(Stored items)
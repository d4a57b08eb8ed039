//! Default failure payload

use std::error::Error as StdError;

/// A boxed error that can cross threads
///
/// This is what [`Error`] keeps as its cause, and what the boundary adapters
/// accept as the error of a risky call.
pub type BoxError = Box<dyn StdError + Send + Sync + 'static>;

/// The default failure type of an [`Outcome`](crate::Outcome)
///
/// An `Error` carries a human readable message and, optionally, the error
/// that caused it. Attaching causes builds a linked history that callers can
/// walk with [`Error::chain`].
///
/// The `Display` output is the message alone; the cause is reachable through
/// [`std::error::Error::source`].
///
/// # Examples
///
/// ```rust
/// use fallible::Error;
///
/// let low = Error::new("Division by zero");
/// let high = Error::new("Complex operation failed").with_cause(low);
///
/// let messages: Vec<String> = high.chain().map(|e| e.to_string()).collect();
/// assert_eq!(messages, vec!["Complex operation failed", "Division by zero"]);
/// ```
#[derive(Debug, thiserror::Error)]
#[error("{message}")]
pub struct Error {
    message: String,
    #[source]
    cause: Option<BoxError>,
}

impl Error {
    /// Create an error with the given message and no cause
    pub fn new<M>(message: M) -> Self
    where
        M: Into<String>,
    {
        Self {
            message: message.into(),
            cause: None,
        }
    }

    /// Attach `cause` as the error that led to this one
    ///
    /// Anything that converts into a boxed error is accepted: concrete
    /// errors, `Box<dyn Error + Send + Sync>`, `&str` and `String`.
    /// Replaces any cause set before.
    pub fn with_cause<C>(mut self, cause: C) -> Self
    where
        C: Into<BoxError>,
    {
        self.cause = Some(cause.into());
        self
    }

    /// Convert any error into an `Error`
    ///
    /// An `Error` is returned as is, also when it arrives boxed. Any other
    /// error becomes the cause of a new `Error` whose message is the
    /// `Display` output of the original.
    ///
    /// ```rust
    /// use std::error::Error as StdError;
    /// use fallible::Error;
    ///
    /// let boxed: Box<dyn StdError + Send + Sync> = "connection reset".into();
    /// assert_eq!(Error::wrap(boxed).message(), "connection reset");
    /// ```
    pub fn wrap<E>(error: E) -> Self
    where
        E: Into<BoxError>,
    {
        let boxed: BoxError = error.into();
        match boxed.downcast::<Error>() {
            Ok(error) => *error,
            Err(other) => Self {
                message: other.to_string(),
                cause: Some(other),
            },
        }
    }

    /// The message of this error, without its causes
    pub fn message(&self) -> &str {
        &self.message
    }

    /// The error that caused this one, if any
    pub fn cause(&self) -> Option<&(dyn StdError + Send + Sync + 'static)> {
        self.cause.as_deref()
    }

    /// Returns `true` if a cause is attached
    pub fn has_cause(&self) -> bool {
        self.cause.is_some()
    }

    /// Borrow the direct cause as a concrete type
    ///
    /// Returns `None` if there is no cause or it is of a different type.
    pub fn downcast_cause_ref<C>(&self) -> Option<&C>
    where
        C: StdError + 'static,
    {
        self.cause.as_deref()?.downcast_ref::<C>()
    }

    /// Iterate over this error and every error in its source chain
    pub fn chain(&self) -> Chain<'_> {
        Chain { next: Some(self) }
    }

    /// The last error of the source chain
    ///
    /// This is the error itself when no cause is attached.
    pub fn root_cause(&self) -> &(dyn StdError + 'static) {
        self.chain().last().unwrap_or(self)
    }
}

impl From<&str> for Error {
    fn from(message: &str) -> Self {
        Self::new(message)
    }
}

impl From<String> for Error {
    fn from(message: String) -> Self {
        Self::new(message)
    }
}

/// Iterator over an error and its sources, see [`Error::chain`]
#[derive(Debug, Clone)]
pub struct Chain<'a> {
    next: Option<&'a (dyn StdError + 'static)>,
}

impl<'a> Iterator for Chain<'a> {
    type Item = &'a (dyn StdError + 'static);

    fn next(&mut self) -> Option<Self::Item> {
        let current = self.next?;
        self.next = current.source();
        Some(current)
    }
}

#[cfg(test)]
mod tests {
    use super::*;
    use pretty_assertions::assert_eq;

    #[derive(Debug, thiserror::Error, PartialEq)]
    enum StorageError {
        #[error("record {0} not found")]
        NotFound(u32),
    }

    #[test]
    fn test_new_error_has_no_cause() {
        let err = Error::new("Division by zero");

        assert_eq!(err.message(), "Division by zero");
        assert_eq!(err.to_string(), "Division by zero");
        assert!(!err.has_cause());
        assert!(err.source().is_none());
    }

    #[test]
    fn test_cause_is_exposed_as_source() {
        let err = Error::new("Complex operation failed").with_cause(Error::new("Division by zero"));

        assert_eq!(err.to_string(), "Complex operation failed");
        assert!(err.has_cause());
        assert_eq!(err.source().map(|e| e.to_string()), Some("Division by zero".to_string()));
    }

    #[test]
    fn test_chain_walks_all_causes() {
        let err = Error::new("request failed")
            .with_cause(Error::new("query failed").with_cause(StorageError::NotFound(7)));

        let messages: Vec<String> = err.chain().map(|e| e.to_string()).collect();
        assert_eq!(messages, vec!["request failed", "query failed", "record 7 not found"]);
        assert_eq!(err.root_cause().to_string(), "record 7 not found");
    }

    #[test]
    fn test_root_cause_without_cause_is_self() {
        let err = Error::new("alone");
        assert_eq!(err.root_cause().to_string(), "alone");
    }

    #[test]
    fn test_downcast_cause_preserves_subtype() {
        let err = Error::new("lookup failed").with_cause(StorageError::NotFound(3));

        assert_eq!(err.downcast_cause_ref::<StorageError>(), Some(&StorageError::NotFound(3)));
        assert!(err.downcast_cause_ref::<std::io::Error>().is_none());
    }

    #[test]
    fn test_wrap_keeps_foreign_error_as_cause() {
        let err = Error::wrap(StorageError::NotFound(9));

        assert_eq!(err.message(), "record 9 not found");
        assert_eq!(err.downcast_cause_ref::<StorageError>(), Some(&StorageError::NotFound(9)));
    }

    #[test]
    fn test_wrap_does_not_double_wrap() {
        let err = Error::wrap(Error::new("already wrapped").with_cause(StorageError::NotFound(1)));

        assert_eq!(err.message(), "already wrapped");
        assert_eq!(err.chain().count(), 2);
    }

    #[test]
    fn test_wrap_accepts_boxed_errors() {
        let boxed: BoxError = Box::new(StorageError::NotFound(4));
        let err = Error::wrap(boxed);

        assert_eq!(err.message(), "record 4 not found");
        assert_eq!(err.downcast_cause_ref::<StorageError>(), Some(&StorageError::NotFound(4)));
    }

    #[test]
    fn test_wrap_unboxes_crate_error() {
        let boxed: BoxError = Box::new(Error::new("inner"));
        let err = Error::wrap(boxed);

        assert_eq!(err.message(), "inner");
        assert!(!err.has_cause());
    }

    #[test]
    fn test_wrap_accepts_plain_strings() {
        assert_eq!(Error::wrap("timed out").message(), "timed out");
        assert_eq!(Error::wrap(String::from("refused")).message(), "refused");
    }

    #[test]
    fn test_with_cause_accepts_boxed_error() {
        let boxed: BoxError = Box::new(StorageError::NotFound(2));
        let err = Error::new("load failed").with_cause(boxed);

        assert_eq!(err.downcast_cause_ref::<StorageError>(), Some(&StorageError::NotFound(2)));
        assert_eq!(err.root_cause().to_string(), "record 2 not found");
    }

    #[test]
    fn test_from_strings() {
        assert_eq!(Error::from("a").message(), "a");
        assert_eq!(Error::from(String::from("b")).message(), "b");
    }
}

§ **Task goal**
Only lines that contain the string "when" count; pick each one out of the records and copy it.

§ **Response to the exercise**
    /// An `Error` is returned as is, also when it arrives boxed. Any other
    /// This is the error itself when no cause is attached.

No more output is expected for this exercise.